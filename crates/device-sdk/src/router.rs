//! Handler routing: destination patterns → message handlers.

use std::panic::{catch_unwind, AssertUnwindSafe};
use std::sync::Arc;

use beacon_protocol::Message;
use regex::{Regex, RegexSet};

use crate::error::{DeviceSdkError, Result};

/// Implement this trait to receive inbound messages.
///
/// Handlers run synchronously on the client's read loop: a slow handler
/// delays delivery of every later message, so hand long work off to a task
/// or channel.  The message is only borrowed for the duration of the call.
///
/// Any `Fn(&Message)` closure is a handler:
///
/// ```rust,no_run
/// # use beacon_device_sdk::HandlerRegistration;
/// let reg = HandlerRegistration::new("^event:device-status/", |msg: &beacon_device_sdk::Message| {
///     println!("status event for {}", msg.destination);
/// });
/// ```
pub trait MessageHandler: Send + Sync + 'static {
    fn handle_message(&self, msg: &Message);
}

impl<F> MessageHandler for F
where
    F: Fn(&Message) + Send + Sync + 'static,
{
    fn handle_message(&self, msg: &Message) {
        self(msg)
    }
}

/// A destination pattern (regular expression) and the handler it feeds.
#[derive(Clone)]
pub struct HandlerRegistration {
    pub pattern: String,
    pub handler: Arc<dyn MessageHandler>,
}

impl HandlerRegistration {
    pub fn new<H: MessageHandler>(pattern: impl Into<String>, handler: H) -> Self {
        Self {
            pattern: pattern.into(),
            handler: Arc::new(handler),
        }
    }

    /// Register a pre-wrapped handler, e.g. one shared by several patterns.
    pub fn from_arc(pattern: impl Into<String>, handler: Arc<dyn MessageHandler>) -> Self {
        Self {
            pattern: pattern.into(),
            handler,
        }
    }
}

impl std::fmt::Debug for HandlerRegistration {
    fn fmt(&self, f: &mut std::fmt::Formatter<'_>) -> std::fmt::Result {
        f.debug_struct("HandlerRegistration")
            .field("pattern", &self.pattern)
            .finish_non_exhaustive()
    }
}

/// Compiled routing table.
///
/// Patterns are compiled once into a [`RegexSet`] whose indices run
/// parallel to `handlers`.  Every matching handler is invoked, in
/// registration order; there is no first-match-wins.
pub struct HandlerRouter {
    matchers: RegexSet,
    handlers: Vec<Arc<dyn MessageHandler>>,
}

impl HandlerRouter {
    pub fn compile(registrations: &[HandlerRegistration]) -> Result<Self> {
        // Validate one by one so the error names the offending pattern.
        for reg in registrations {
            Regex::new(&reg.pattern).map_err(|source| DeviceSdkError::InvalidPattern {
                pattern: reg.pattern.clone(),
                source,
            })?;
        }

        let matchers = RegexSet::new(registrations.iter().map(|r| r.pattern.as_str())).map_err(
            |source| DeviceSdkError::InvalidPattern {
                pattern: registrations
                    .iter()
                    .map(|r| r.pattern.as_str())
                    .collect::<Vec<_>>()
                    .join(" | "),
                source,
            },
        )?;

        Ok(Self {
            matchers,
            handlers: registrations.iter().map(|r| r.handler.clone()).collect(),
        })
    }

    pub fn len(&self) -> usize {
        self.handlers.len()
    }

    pub fn is_empty(&self) -> bool {
        self.handlers.is_empty()
    }

    /// Indices of the registrations matching `destination`, ascending.
    pub fn matching(&self, destination: &str) -> Vec<usize> {
        self.matchers.matches(destination).into_iter().collect()
    }

    /// Deliver `msg` to every matching handler.  Returns how many ran.
    ///
    /// A panicking handler is logged and skipped; the remaining handlers
    /// still receive the message.
    pub fn dispatch(&self, msg: &Message) -> usize {
        let mut delivered = 0;
        for idx in self.matchers.matches(&msg.destination).into_iter() {
            let handler = &self.handlers[idx];
            match catch_unwind(AssertUnwindSafe(|| handler.handle_message(msg))) {
                Ok(()) => delivered += 1,
                Err(_) => {
                    tracing::error!(
                        dest = %msg.destination,
                        pattern = %self.matchers.patterns()[idx],
                        "message handler panicked"
                    );
                }
            }
        }
        if delivered == 0 {
            tracing::trace!(dest = %msg.destination, "no handler matched");
        }
        delivered
    }
}
//! Error taxonomy for the device client.
//!
//! Every failure belongs to one [`ErrorClass`]: configuration problems are
//! detected before any network activity, connection problems end
//! construction, runtime problems surface from `send` / `close` (or end a
//! background task, after which the client is closed).

use std::time::Duration;

use beacon_protocol::{CodecError, DeviceIdError, STATUS_DEVICE_DISCONNECTED, STATUS_DEVICE_TIMEOUT};
use serde::Deserialize;
use tokio_tungstenite::tungstenite;

/// Message used for status 523 when the backend sends no usable body.
pub const MSG_DEVICE_BUSY: &str = "ErrorDeviceBusy";
/// Message used for status 524 when the backend sends no usable body.
pub const MSG_TRANSACTIONS_CLOSED: &str =
    "ErrorTransactionsClosed/ErrorTransactionsAlreadyClosed/ErrorDeviceClosed";

#[derive(Debug, Clone, Copy, PartialEq, Eq)]
pub enum ErrorClass {
    Configuration,
    Connection,
    Runtime,
}

/// Top-level SDK error.
#[derive(thiserror::Error, Debug)]
pub enum DeviceSdkError {
    #[error("config: {0}")]
    Config(String),
    #[error("config: {0}")]
    InvalidDeviceId(#[from] DeviceIdError),
    #[error("config: invalid handler pattern {pattern:?}: {source}")]
    InvalidPattern {
        pattern: String,
        #[source]
        source: regex::Error,
    },
    #[error("tls: {0}")]
    Tls(String),
    #[error("http: {0}")]
    Http(#[from] reqwest::Error),
    #[error(transparent)]
    Server(#[from] ServerError),
    #[error("websocket upgrade: {0}")]
    Upgrade(#[source] tungstenite::Error),
    #[error("{0} timed out after {1:?}")]
    HandshakeTimeout(&'static str, Duration),
    #[error("encode: {0}")]
    Encode(#[source] CodecError),
    #[error("write: {0}")]
    Write(#[source] tungstenite::Error),
    #[error("write timed out after {0:?}")]
    WriteTimeout(Duration),
    #[error("client is closed")]
    Closed,
    #[error("close: {0}")]
    Close(String),
}

impl DeviceSdkError {
    pub fn class(&self) -> ErrorClass {
        match self {
            DeviceSdkError::Config(_)
            | DeviceSdkError::InvalidDeviceId(_)
            | DeviceSdkError::InvalidPattern { .. }
            | DeviceSdkError::Tls(_) => ErrorClass::Configuration,
            DeviceSdkError::Http(_)
            | DeviceSdkError::Server(_)
            | DeviceSdkError::Upgrade(_)
            | DeviceSdkError::HandshakeTimeout(..) => ErrorClass::Connection,
            DeviceSdkError::Encode(_)
            | DeviceSdkError::Write(_)
            | DeviceSdkError::WriteTimeout(_)
            | DeviceSdkError::Closed
            | DeviceSdkError::Close(_) => ErrorClass::Runtime,
        }
    }

    /// The backend's rejection, if the server actively refused the handshake.
    pub fn server_error(&self) -> Option<&ServerError> {
        match self {
            DeviceSdkError::Server(e) => Some(e),
            _ => None,
        }
    }
}

pub type Result<T> = std::result::Result<T, DeviceSdkError>;

// ── Server rejections ────────────────────────────────────────────────

/// The `{code, message}` body the backend attaches to rejections.
#[derive(Debug, Clone, Default, PartialEq, Eq, Deserialize)]
pub struct ServerMessage {
    #[serde(default)]
    pub code: i64,
    #[serde(default)]
    pub message: String,
}

impl std::fmt::Display for ServerMessage {
    fn fmt(&self, f: &mut std::fmt::Formatter<'_>) -> std::fmt::Result {
        write!(f, "{}:{}", self.code, self.message)
    }
}

/// Why the handshake response was not usable.
#[derive(thiserror::Error, Debug, Clone, PartialEq, Eq)]
pub enum HandshakeFailure {
    #[error("received invalid response from discovery server (status {0})")]
    UnexpectedStatus(u16),
    #[error("redirect carried no Location header")]
    MissingLocation,
    #[error("redirect location {0:?} is not a usable http(s) URL")]
    InvalidLocation(String),
    #[error("websocket upgrade rejected (status {0})")]
    UpgradeRejected(u16),
}

/// A handshake the backend actively rejected.
#[derive(thiserror::Error, Debug, Clone)]
#[error("message: {message} with error: {cause}")]
pub struct ServerError {
    pub status: u16,
    pub message: ServerMessage,
    #[source]
    pub cause: HandshakeFailure,
}

impl ServerError {
    /// Classify a rejected response from its status and raw body.
    ///
    /// A JSON `{code, message}` body wins.  Without a message, 523 and 524
    /// map to the backend's fixed strings and anything else falls back to
    /// the status's reason phrase.
    pub fn from_response(status: u16, body: &[u8], cause: HandshakeFailure) -> Self {
        let mut message: ServerMessage = serde_json::from_slice(body).unwrap_or_default();

        if message.message.is_empty() {
            message.message = match status {
                STATUS_DEVICE_DISCONNECTED => MSG_DEVICE_BUSY.to_owned(),
                STATUS_DEVICE_TIMEOUT => MSG_TRANSACTIONS_CLOSED.to_owned(),
                _ => reqwest::StatusCode::from_u16(status)
                    .ok()
                    .and_then(|s| s.canonical_reason())
                    .unwrap_or_default()
                    .to_owned(),
            };
        }
        if message.code == 0 {
            message.code = i64::from(status);
        }

        Self {
            status,
            message,
            cause,
        }
    }

    /// The human-readable rejection message.
    pub fn message(&self) -> &str {
        &self.message.message
    }

    pub fn status(&self) -> u16 {
        self.status
    }
}

#[cfg(test)]
mod tests {
    use super::*;

    fn unexpected(status: u16) -> HandshakeFailure {
        HandshakeFailure::UnexpectedStatus(status)
    }

    #[test]
    fn status_523_without_body_is_device_busy() {
        let err = ServerError::from_response(523, b"", unexpected(523));
        assert_eq!(err.message(), "ErrorDeviceBusy");
        assert_eq!(err.message.code, 523);
    }

    #[test]
    fn status_524_without_body_is_transactions_closed() {
        let err = ServerError::from_response(524, b"", unexpected(524));
        assert_eq!(
            err.message(),
            "ErrorTransactionsClosed/ErrorTransactionsAlreadyClosed/ErrorDeviceClosed"
        );
    }

    #[test]
    fn json_body_message_wins() {
        let err = ServerError::from_response(
            404,
            br#"{"code":404,"message":"not found"}"#,
            unexpected(404),
        );
        assert_eq!(err.message(), "not found");
        assert_eq!(err.message.code, 404);

        // Even over the fixed 523 mapping.
        let err = ServerError::from_response(
            523,
            br#"{"code":523,"message":"device mac:112233445566 is busy"}"#,
            unexpected(523),
        );
        assert_eq!(err.message(), "device mac:112233445566 is busy");
    }

    #[test]
    fn unparseable_body_falls_back_to_reason_phrase() {
        let err = ServerError::from_response(503, b"<html>oops</html>", unexpected(503));
        assert_eq!(err.message(), "Service Unavailable");
        assert_eq!(err.message.code, 503);
    }

    #[test]
    fn display_includes_message_and_cause() {
        let err = ServerError::from_response(403, br#"{"message":"forbidden"}"#, unexpected(403));
        assert_eq!(
            err.to_string(),
            "message: 403:forbidden with error: received invalid response from discovery server (status 403)"
        );
    }

    #[test]
    fn classes() {
        assert_eq!(DeviceSdkError::Config("x".into()).class(), ErrorClass::Configuration);
        assert_eq!(
            DeviceSdkError::Server(ServerError::from_response(523, b"", unexpected(523))).class(),
            ErrorClass::Connection
        );
        assert_eq!(DeviceSdkError::Closed.class(), ErrorClass::Runtime);
        assert_eq!(
            DeviceSdkError::WriteTimeout(Duration::from_secs(10)).class(),
            ErrorClass::Runtime
        );
    }
}
//! Builder pattern for constructing a [`DeviceClient`].

use std::path::PathBuf;
use std::sync::Arc;
use std::time::Duration;

use crate::client::DeviceClient;
use crate::config::{
    ClientConfig, HandshakeTimeouts, KeepaliveConfig, DEFAULT_MAX_MESSAGE_BYTES,
    DEFAULT_WRITE_BUFFER_BYTES,
};
use crate::error::Result;
use crate::identity::DeviceIdentity;
use crate::router::{HandlerRegistration, MessageHandler};
use crate::settings::DeviceSettings;
use crate::watchdog::PingMissCallback;

/// Fluent builder for [`DeviceClient`].
///
/// # Example
///
/// ```rust,no_run
/// # use beacon_device_sdk::{DeviceClientBuilder, Message};
/// # async fn run() -> Result<(), beacon_device_sdk::DeviceSdkError> {
/// let client = DeviceClientBuilder::new()
///     .device_name("mac:112233445566")
///     .firmware_name("fw-1.0")
///     .model_name("model-x")
///     .manufacturer("acme")
///     .destination_url("https://fabric.example.com:8080/api/v2/device")
///     .client_cert("/etc/device/device.crt", "/etc/device/device.key")
///     .handler("^event:device-status/", |msg: &Message| {
///         println!("status change: {}", msg.destination);
///     })
///     .connect()
///     .await?;
/// println!("connected to {}", client.hostname());
/// # Ok(())
/// # }
/// ```
pub struct DeviceClientBuilder {
    pub(crate) identity: DeviceIdentity,
    pub(crate) destination_url: String,
    pub(crate) cert_path: Option<PathBuf>,
    pub(crate) key_path: Option<PathBuf>,
    pub(crate) ca_path: Option<PathBuf>,
    pub(crate) handlers: Vec<HandlerRegistration>,
    pub(crate) on_ping_miss: Option<PingMissCallback>,
    pub(crate) logger: Option<tracing::Dispatch>,
    pub(crate) keepalive: KeepaliveConfig,
    pub(crate) timeouts: HandshakeTimeouts,
    pub(crate) max_message_bytes: usize,
    pub(crate) write_buffer_bytes: usize,
}

impl DeviceClientBuilder {
    pub fn new() -> Self {
        Self {
            identity: DeviceIdentity::default(),
            destination_url: String::new(),
            cert_path: None,
            key_path: None,
            ca_path: None,
            handlers: Vec::new(),
            on_ping_miss: None,
            logger: None,
            keepalive: KeepaliveConfig::default(),
            timeouts: HandshakeTimeouts::default(),
            max_message_bytes: DEFAULT_MAX_MESSAGE_BYTES,
            write_buffer_bytes: DEFAULT_WRITE_BUFFER_BYTES,
        }
    }

    /// Start from a settings file.  Handlers, the miss callback and the
    /// logger still have to be added programmatically.
    pub fn from_settings(settings: &DeviceSettings) -> Self {
        let mut builder = Self::new()
            .identity(settings.identity.clone())
            .destination_url(settings.destination_url.clone())
            .keepalive(settings.keepalive.to_config())
            .timeouts(settings.timeouts.to_config())
            .max_message_bytes(settings.limits.max_message_bytes);
        builder.cert_path = settings.cert_path.clone();
        builder.key_path = settings.key_path.clone();
        builder.ca_path = settings.ca_path.clone();
        builder
    }

    // ── Identity ─────────────────────────────────────────────────────

    /// Set all identity fields at once.
    pub fn identity(mut self, identity: DeviceIdentity) -> Self {
        self.identity = identity;
        self
    }

    /// Device identifier, e.g. `mac:112233445566` or `serial:abc-123`.
    pub fn device_name(mut self, name: impl Into<String>) -> Self {
        self.identity.device_name = name.into();
        self
    }

    pub fn firmware_name(mut self, name: impl Into<String>) -> Self {
        self.identity.firmware_name = name.into();
        self
    }

    pub fn model_name(mut self, name: impl Into<String>) -> Self {
        self.identity.model_name = name.into();
        self
    }

    pub fn manufacturer(mut self, name: impl Into<String>) -> Self {
        self.identity.manufacturer = name.into();
        self
    }

    // ── Connection ───────────────────────────────────────────────────

    /// Discovery URL the handshake starts from.
    pub fn destination_url(mut self, url: impl Into<String>) -> Self {
        self.destination_url = url.into();
        self
    }

    /// Present a client certificate (PEM files) during TLS handshakes.
    pub fn client_cert(mut self, cert_path: impl Into<PathBuf>, key_path: impl Into<PathBuf>) -> Self {
        self.cert_path = Some(cert_path.into());
        self.key_path = Some(key_path.into());
        self
    }

    /// Trust the CA certificates in `path` (PEM) on top of the bundled roots.
    pub fn ca_cert(mut self, path: impl Into<PathBuf>) -> Self {
        self.ca_path = Some(path.into());
        self
    }

    // ── Handlers ─────────────────────────────────────────────────────

    /// Register a handler for destinations matching `pattern`.
    ///
    /// Every matching handler runs, in registration order.
    pub fn handler<H: MessageHandler>(mut self, pattern: impl Into<String>, handler: H) -> Self {
        self.handlers.push(HandlerRegistration::new(pattern, handler));
        self
    }

    /// Register an already shared handler.
    pub fn handler_arc(mut self, pattern: impl Into<String>, handler: Arc<dyn MessageHandler>) -> Self {
        self.handlers.push(HandlerRegistration::from_arc(pattern, handler));
        self
    }

    /// Called once per ping period the backend leaves unanswered.
    pub fn on_ping_miss<F>(mut self, f: F) -> Self
    where
        F: Fn() -> anyhow::Result<()> + Send + Sync + 'static,
    {
        self.on_ping_miss = Some(Arc::new(f));
        self
    }

    /// Route the client's logs to `logger` instead of the global default.
    pub fn logger(mut self, logger: impl Into<tracing::Dispatch>) -> Self {
        self.logger = Some(logger.into());
        self
    }

    // ── Timing / limits ──────────────────────────────────────────────

    pub fn keepalive(mut self, keepalive: KeepaliveConfig) -> Self {
        self.keepalive = keepalive;
        self
    }

    /// Override the probe period (default 270s).
    pub fn ping_period(mut self, d: Duration) -> Self {
        self.keepalive.ping_period = d;
        self
    }

    /// Override the time allowed for the last tolerated ping's answer (default 300s).
    pub fn pong_wait(mut self, d: Duration) -> Self {
        self.keepalive.pong_wait = d;
        self
    }

    /// Override the per-frame write deadline (default 10s).
    pub fn write_wait(mut self, d: Duration) -> Self {
        self.keepalive.write_wait = d;
        self
    }

    /// Unanswered pings tolerated before the read loop gives up (default 3).
    pub fn max_missed_pings(mut self, n: u32) -> Self {
        self.keepalive.max_missed_pings = n;
        self
    }

    pub fn timeouts(mut self, timeouts: HandshakeTimeouts) -> Self {
        self.timeouts = timeouts;
        self
    }

    /// Largest inbound message accepted (default 2048 bytes).
    pub fn max_message_bytes(mut self, n: usize) -> Self {
        self.max_message_bytes = n;
        self
    }

    pub fn write_buffer_bytes(mut self, n: usize) -> Self {
        self.write_buffer_bytes = n;
        self
    }

    /// Validate and produce the [`ClientConfig`].
    pub fn build(self) -> Result<ClientConfig> {
        if self.cert_path.is_some() != self.key_path.is_some() {
            tracing::warn!("only one of cert_path/key_path is set; connecting without a client certificate");
        }

        let config = ClientConfig {
            identity: self.identity,
            destination_url: self.destination_url,
            cert_path: self.cert_path,
            key_path: self.key_path,
            ca_path: self.ca_path,
            handlers: self.handlers,
            on_ping_miss: self.on_ping_miss,
            logger: self.logger,
            keepalive: self.keepalive,
            timeouts: self.timeouts,
            max_message_bytes: self.max_message_bytes,
            write_buffer_bytes: self.write_buffer_bytes,
        };
        config.validate()?;
        Ok(config)
    }

    /// Build, then [`DeviceClient::connect`].
    pub async fn connect(self) -> Result<DeviceClient> {
        DeviceClient::connect(self.build()?).await
    }
}

impl Default for DeviceClientBuilder {
    fn default() -> Self {
        Self::new()
    }
}

#[cfg(test)]
mod tests {
    use super::*;
    use crate::error::DeviceSdkError;
    use beacon_protocol::Message;

    fn valid() -> DeviceClientBuilder {
        DeviceClientBuilder::new()
            .device_name("mac:112233445566")
            .destination_url("http://localhost:6400/api/v2/device")
    }

    #[test]
    fn defaults_build() {
        let cfg = valid().build().unwrap();
        assert_eq!(cfg.keepalive, KeepaliveConfig::default());
        assert_eq!(cfg.timeouts, HandshakeTimeouts::default());
        assert_eq!(cfg.max_message_bytes, 2048);
        assert_eq!(cfg.write_buffer_bytes, 65535);
        assert!(cfg.handlers.is_empty());
        assert!(cfg.logger.is_none());
    }

    #[test]
    fn handlers_keep_registration_order() {
        let cfg = valid()
            .handler("^event:a", |_: &Message| {})
            .handler("", |_: &Message| {})
            .handler("^event:b", |_: &Message| {})
            .build()
            .unwrap();
        let patterns: Vec<_> = cfg.handlers.iter().map(|h| h.pattern.as_str()).collect();
        assert_eq!(patterns, ["^event:a", "", "^event:b"]);
    }

    #[test]
    fn missing_destination_is_rejected() {
        let err = DeviceClientBuilder::new()
            .device_name("mac:112233445566")
            .build()
            .unwrap_err();
        assert!(matches!(err, DeviceSdkError::Config(_)));
    }

    #[test]
    fn bad_device_name_is_rejected() {
        let err = valid().device_name("not-a-device").build().unwrap_err();
        assert!(matches!(err, DeviceSdkError::InvalidDeviceId(_)));
    }

    #[test]
    fn pong_wait_must_exceed_ping_period() {
        let err = valid()
            .ping_period(Duration::from_secs(30))
            .pong_wait(Duration::from_secs(30))
            .build()
            .unwrap_err();
        assert!(err.to_string().contains("pong_wait"));

        assert!(valid()
            .ping_period(Duration::from_secs(30))
            .pong_wait(Duration::from_secs(31))
            .build()
            .is_ok());
    }

    #[test]
    fn zero_durations_are_rejected() {
        let err = valid().write_wait(Duration::ZERO).build().unwrap_err();
        assert!(err.to_string().contains("write_wait"));
    }

    #[test]
    fn missed_ping_budget_must_be_positive() {
        let err = valid().max_missed_pings(0).build().unwrap_err();
        assert!(err.to_string().contains("max_missed_pings"));

        let cfg = valid().max_missed_pings(1).build().unwrap();
        assert_eq!(
            cfg.keepalive.liveness_window(),
            cfg.keepalive.ping_period + cfg.keepalive.pong_wait
        );
    }

    #[test]
    fn from_settings_carries_every_field() {
        let settings = DeviceSettings::from_toml_str(
            r#"
destination_url = "https://fabric.example.com/api/v2/device"
cert_path = "device.crt"
key_path = "device.key"
ca_path = "fabric-ca.pem"

[identity]
device_name = "uuid:4d3c2b1a"
manufacturer = "acme"

[keepalive]
ping_period_secs = 9
pong_wait_secs = 10
max_missed_pings = 5

[limits]
max_message_bytes = 4096
"#,
        )
        .unwrap();

        let cfg = DeviceClientBuilder::from_settings(&settings)
            .on_ping_miss(|| Ok(()))
            .build()
            .unwrap();
        assert_eq!(cfg.identity.manufacturer, "acme");
        assert_eq!(cfg.destination_url, "https://fabric.example.com/api/v2/device");
        assert_eq!(cfg.cert_path, Some(PathBuf::from("device.crt")));
        assert_eq!(cfg.key_path, Some(PathBuf::from("device.key")));
        assert_eq!(cfg.ca_path, Some(PathBuf::from("fabric-ca.pem")));
        assert_eq!(cfg.keepalive.pong_wait, Duration::from_secs(10));
        assert_eq!(cfg.keepalive.max_missed_pings, 5);
        assert_eq!(cfg.max_message_bytes, 4096);
        assert!(cfg.on_ping_miss.is_some());
    }
}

■ Required action ■
Go through the material above and copy each line that has the word "UnexpectedStatus".

■ Your response ■
    UnexpectedStatus(u16),
        HandshakeFailure::UnexpectedStatus(status)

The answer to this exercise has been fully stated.